DESCRIPTION OF THE TASK
I would like each line of the data that holds the word "DocumentKind" copied out.

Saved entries
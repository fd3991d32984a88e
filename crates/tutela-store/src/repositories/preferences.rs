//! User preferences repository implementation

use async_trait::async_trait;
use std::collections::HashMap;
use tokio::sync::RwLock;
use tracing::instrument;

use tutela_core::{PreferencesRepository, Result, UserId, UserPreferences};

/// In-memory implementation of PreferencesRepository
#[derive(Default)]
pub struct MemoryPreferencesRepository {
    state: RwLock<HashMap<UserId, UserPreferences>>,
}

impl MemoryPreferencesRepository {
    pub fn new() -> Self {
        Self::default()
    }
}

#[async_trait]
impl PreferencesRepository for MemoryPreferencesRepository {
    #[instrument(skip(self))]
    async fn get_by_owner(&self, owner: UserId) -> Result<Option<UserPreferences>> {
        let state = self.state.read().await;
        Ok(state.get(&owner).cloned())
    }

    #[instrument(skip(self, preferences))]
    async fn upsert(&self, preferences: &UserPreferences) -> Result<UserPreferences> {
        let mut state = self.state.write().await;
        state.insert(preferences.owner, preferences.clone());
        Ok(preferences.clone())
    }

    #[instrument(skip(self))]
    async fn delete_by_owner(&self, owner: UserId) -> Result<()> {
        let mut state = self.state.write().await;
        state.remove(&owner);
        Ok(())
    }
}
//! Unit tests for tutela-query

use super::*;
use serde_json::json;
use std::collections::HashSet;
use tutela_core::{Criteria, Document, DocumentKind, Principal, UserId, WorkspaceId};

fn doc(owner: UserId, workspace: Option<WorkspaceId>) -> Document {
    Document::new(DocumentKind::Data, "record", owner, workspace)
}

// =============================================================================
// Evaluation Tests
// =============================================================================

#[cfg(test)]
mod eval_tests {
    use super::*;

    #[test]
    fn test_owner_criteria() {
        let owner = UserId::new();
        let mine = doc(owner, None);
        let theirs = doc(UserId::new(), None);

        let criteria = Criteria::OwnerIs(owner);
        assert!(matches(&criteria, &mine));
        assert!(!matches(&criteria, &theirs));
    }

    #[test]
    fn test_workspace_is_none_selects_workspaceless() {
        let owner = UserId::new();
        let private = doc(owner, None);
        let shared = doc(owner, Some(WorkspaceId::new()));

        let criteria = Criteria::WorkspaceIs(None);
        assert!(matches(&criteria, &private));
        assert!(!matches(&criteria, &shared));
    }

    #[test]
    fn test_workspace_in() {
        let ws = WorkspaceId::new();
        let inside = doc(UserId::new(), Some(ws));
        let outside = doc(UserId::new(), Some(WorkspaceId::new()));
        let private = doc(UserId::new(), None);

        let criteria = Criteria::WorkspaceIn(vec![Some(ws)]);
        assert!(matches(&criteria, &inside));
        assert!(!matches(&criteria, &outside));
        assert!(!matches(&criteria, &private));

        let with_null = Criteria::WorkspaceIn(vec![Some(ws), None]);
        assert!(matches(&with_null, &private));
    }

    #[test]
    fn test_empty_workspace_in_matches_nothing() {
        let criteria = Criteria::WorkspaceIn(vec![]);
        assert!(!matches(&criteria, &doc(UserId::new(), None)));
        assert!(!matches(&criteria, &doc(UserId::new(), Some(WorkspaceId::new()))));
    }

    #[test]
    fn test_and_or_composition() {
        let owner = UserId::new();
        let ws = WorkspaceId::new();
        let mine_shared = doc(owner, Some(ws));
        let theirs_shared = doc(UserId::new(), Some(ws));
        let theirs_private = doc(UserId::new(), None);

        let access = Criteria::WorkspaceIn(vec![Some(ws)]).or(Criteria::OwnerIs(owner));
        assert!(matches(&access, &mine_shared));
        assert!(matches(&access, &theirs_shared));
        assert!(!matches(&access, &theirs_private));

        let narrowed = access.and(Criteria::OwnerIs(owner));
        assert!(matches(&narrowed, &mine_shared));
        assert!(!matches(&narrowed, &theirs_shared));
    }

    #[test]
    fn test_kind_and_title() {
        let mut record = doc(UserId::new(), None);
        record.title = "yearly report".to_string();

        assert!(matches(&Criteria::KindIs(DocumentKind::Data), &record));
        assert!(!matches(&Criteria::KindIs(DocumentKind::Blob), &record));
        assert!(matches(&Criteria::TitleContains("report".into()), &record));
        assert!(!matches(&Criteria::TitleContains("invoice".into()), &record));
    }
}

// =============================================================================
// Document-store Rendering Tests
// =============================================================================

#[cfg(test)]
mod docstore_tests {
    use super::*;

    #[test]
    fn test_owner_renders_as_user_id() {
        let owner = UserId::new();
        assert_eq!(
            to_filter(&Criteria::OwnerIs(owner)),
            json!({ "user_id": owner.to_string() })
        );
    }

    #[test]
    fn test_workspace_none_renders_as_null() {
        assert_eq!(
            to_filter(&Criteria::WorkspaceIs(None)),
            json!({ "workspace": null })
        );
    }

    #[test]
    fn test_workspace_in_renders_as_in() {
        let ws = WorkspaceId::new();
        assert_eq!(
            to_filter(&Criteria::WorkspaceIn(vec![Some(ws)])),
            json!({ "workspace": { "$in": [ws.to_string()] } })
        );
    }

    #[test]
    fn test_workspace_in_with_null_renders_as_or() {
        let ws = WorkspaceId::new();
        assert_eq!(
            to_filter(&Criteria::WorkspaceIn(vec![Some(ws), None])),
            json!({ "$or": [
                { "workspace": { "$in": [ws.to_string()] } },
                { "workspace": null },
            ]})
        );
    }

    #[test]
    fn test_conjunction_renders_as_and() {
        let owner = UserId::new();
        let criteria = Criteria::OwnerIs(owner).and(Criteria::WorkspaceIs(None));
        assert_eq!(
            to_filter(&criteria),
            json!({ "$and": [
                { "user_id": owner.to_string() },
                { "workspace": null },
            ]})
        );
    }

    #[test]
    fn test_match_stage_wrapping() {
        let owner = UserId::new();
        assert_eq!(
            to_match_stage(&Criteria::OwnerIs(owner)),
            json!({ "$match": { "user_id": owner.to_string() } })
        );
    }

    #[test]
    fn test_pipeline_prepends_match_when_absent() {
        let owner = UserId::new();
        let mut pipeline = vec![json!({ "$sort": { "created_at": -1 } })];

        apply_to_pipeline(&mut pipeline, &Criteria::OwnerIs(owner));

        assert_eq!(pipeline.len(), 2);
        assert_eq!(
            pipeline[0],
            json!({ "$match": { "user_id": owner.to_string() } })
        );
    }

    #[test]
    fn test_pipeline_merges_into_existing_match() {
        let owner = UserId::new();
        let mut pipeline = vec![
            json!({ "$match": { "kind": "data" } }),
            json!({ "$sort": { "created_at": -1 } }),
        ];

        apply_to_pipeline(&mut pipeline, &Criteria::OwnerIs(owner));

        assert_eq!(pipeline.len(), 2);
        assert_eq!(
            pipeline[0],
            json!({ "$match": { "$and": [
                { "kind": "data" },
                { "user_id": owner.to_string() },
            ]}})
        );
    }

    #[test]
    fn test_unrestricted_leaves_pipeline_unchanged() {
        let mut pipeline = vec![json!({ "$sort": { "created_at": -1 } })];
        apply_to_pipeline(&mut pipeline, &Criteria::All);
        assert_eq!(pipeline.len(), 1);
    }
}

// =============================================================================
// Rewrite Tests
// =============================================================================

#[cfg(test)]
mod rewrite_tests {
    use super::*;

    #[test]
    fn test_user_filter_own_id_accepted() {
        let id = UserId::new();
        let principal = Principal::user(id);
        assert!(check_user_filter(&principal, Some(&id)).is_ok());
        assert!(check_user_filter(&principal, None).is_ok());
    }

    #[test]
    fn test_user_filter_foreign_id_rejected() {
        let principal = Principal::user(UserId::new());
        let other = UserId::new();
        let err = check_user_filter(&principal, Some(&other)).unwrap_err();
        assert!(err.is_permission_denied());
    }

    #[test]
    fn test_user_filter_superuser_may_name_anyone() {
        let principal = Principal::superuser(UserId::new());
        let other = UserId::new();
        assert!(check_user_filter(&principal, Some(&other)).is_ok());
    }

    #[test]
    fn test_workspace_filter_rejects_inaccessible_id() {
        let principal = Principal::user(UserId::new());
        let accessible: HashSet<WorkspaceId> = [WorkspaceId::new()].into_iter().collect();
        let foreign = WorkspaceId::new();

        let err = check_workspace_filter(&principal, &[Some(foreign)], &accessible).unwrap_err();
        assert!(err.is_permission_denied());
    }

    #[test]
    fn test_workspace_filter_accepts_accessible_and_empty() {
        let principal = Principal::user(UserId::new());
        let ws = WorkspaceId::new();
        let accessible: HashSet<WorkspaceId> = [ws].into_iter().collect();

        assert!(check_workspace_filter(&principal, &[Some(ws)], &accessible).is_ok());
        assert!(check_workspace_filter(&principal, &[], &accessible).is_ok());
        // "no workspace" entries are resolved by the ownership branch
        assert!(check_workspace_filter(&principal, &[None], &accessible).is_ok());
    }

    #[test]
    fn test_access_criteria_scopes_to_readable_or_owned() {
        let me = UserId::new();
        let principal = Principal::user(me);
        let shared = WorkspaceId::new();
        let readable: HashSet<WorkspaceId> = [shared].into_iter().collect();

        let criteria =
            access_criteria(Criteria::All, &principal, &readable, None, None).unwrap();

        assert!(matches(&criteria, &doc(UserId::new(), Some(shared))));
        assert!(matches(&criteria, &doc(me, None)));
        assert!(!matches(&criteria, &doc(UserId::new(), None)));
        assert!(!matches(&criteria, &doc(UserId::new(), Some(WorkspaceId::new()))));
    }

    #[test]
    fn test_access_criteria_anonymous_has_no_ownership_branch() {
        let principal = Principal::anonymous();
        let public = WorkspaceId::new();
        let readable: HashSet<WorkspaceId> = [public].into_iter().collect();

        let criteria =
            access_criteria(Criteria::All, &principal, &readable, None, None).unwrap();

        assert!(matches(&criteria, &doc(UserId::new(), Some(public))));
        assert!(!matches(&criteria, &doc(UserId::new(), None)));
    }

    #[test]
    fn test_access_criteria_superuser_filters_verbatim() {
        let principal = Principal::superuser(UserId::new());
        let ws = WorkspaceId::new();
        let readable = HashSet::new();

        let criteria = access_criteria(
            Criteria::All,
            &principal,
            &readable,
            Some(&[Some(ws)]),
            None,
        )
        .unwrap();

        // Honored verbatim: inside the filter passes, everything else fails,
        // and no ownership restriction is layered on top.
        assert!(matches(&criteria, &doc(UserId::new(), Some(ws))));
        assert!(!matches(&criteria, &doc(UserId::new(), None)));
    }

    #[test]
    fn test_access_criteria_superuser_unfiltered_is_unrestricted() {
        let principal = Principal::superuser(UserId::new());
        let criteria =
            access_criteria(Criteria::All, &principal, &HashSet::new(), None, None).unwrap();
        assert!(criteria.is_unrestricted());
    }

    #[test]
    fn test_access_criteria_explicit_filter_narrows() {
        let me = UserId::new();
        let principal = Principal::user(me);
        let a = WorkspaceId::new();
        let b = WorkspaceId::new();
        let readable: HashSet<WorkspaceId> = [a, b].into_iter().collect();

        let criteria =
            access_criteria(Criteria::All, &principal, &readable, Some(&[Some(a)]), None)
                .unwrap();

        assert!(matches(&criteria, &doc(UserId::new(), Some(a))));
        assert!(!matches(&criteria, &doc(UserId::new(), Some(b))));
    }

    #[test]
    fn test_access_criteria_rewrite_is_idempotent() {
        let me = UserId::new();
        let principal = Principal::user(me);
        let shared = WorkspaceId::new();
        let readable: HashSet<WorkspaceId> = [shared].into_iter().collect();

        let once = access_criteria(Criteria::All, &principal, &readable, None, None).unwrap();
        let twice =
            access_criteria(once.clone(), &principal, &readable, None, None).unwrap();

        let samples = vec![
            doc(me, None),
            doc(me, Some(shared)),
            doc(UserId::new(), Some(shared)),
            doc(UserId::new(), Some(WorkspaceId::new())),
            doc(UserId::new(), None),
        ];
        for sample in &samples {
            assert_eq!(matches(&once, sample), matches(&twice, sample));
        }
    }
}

EXPECTED OUTPUT
use tutela_core::{Criteria, Document, DocumentKind, Principal, UserId, WorkspaceId};
    Document::new(DocumentKind::Data, "record", owner, workspace)
        assert!(matches(&Criteria::KindIs(DocumentKind::Data), &record));
        assert!(!matches(&Criteria::KindIs(DocumentKind::Blob), &record));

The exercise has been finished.